• **Exercise**
For this exercise, report every line of the material that includes "ActivityIndex".

• **Input records**
· · · ·

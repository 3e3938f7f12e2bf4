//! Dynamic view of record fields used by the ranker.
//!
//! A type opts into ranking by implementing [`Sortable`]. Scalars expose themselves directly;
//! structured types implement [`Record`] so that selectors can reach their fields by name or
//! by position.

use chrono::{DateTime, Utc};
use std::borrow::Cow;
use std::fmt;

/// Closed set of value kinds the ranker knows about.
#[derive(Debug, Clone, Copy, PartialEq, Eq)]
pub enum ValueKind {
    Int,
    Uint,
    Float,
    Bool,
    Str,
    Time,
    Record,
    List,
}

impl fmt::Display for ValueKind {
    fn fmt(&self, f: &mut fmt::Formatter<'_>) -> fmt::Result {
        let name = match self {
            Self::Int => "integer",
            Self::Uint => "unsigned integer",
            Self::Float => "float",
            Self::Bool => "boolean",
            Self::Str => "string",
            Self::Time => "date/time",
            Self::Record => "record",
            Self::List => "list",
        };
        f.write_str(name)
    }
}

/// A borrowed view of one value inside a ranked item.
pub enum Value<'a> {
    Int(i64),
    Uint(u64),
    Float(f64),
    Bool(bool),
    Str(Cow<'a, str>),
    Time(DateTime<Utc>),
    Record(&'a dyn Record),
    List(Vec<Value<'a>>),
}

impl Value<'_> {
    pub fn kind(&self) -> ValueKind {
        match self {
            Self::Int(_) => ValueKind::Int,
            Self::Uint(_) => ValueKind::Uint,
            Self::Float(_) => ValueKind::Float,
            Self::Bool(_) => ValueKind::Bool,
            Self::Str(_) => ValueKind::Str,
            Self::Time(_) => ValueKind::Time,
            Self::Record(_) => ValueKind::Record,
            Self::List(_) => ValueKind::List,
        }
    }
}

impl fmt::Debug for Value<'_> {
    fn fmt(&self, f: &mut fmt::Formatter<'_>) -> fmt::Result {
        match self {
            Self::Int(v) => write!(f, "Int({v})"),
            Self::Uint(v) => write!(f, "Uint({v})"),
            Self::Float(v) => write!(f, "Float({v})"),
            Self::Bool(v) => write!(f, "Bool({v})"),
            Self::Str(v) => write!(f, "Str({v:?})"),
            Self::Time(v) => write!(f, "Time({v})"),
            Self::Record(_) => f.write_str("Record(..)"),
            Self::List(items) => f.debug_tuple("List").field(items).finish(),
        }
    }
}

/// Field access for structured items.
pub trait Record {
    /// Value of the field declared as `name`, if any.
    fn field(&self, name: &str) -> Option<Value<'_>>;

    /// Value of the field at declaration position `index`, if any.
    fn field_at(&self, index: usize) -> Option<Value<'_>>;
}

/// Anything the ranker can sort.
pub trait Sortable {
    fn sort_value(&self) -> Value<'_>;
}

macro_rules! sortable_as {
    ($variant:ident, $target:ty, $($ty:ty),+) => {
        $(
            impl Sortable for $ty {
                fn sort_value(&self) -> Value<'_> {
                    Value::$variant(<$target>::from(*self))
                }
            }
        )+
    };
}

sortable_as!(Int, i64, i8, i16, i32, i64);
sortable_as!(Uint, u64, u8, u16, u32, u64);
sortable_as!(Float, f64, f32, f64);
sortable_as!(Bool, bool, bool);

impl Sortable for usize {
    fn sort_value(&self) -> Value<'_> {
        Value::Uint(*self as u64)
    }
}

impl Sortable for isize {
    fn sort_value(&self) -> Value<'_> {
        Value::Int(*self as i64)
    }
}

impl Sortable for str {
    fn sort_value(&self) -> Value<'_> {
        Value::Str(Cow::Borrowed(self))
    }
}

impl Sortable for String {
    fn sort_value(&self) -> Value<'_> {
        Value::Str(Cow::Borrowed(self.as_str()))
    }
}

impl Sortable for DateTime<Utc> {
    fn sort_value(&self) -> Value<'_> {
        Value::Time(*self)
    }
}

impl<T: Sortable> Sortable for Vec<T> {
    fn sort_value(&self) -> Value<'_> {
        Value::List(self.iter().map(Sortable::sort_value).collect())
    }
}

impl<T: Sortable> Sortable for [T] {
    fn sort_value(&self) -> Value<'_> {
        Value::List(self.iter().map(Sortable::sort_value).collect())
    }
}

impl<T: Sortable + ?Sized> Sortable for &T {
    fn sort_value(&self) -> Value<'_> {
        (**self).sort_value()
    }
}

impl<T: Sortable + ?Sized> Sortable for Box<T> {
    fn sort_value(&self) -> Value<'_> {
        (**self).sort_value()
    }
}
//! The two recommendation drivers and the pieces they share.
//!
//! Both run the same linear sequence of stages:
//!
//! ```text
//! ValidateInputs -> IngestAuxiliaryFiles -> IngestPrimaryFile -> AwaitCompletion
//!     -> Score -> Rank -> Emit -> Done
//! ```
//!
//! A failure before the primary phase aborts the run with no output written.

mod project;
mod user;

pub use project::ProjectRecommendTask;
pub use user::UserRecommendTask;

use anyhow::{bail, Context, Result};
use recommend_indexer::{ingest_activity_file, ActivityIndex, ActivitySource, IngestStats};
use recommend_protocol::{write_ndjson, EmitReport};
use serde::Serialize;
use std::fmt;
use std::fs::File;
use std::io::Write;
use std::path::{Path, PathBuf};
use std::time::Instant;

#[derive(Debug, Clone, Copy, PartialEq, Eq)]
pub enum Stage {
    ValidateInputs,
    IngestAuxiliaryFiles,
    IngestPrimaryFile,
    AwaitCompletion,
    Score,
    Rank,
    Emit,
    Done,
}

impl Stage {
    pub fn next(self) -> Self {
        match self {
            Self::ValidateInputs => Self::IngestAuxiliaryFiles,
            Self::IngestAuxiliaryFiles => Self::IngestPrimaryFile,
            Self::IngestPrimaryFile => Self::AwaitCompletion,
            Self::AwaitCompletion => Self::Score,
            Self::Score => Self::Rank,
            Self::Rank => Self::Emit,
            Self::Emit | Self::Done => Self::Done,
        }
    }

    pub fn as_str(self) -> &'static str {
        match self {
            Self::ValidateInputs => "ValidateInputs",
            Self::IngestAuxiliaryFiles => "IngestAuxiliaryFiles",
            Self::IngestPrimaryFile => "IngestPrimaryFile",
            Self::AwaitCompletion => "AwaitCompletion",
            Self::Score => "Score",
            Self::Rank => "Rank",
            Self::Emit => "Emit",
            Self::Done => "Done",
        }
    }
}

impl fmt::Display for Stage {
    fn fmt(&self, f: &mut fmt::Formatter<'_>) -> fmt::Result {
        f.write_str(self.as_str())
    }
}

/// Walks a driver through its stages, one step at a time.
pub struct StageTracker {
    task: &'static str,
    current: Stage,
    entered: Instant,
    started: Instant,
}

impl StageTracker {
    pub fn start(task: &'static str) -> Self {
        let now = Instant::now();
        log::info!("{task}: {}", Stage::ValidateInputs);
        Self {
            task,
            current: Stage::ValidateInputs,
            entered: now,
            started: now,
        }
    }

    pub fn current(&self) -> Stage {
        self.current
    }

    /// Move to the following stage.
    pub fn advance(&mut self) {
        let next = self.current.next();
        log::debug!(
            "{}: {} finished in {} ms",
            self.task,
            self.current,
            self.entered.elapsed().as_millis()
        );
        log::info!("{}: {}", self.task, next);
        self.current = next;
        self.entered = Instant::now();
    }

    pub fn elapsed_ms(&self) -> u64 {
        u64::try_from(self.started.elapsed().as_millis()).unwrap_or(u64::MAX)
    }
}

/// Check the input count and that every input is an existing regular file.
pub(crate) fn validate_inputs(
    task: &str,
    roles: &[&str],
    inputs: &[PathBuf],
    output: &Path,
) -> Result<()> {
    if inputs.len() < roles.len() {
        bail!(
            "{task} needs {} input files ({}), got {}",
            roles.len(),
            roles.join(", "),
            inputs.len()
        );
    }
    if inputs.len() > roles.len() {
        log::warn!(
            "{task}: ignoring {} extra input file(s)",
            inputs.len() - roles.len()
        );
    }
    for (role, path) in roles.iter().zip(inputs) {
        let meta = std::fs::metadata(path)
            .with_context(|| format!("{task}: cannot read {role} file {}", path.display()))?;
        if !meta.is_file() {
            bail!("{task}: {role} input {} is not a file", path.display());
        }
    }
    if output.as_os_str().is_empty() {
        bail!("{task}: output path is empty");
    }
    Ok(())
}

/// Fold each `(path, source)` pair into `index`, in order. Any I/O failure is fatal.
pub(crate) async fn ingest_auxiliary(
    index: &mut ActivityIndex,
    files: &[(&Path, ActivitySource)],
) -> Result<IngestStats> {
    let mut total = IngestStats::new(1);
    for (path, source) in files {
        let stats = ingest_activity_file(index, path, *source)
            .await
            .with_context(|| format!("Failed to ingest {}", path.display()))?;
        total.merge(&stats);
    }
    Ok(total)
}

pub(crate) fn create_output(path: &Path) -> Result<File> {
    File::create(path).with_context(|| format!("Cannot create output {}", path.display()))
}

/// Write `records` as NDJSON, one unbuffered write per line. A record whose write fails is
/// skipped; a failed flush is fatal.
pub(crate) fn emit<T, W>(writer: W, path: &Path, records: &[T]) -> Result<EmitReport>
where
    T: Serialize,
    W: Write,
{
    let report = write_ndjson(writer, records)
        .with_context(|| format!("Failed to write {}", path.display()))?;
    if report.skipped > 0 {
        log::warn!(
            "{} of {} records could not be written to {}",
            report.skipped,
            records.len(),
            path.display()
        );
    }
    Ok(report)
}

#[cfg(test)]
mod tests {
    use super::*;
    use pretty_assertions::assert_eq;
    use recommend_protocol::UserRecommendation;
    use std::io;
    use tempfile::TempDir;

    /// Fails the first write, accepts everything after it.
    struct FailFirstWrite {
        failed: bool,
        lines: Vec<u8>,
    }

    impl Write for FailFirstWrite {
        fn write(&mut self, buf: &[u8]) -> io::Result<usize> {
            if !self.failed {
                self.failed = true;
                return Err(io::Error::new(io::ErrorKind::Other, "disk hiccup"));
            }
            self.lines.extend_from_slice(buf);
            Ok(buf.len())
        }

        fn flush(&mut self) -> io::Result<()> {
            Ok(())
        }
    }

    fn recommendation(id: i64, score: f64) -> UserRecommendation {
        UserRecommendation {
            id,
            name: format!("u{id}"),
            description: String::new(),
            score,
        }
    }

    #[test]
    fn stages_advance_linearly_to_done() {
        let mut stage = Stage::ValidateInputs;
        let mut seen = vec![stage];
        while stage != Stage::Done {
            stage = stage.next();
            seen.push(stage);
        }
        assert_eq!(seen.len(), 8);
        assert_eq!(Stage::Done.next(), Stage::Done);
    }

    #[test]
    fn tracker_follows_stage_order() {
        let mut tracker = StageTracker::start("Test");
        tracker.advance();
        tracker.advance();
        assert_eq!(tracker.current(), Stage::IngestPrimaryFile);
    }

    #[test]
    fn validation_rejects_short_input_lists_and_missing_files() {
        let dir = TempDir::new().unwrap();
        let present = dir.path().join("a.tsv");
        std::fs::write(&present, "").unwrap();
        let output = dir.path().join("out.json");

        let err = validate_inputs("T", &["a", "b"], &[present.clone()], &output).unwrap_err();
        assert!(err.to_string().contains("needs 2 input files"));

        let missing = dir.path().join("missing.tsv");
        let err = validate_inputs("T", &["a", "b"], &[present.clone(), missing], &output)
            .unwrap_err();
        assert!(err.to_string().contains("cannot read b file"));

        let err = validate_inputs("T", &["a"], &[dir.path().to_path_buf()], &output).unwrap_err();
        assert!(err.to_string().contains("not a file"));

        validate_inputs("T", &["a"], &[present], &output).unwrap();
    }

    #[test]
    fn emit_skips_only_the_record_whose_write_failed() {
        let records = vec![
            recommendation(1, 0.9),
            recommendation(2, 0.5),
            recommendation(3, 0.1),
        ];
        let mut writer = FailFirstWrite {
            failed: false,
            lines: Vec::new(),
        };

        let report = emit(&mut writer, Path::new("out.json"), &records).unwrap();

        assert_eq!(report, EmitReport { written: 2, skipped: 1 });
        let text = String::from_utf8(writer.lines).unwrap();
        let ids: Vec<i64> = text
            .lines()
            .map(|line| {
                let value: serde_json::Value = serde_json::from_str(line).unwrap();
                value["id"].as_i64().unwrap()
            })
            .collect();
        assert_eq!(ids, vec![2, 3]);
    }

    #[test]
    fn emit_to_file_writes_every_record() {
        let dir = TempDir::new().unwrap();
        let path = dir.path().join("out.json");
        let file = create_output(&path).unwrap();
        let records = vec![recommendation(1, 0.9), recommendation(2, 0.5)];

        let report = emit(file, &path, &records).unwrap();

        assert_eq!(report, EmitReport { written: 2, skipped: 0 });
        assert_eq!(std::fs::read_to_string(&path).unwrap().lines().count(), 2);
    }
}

· · · ·

• **Reply**
use recommend_indexer::{ingest_activity_file, ActivityIndex, ActivitySource, IngestStats};
    index: &mut ActivityIndex,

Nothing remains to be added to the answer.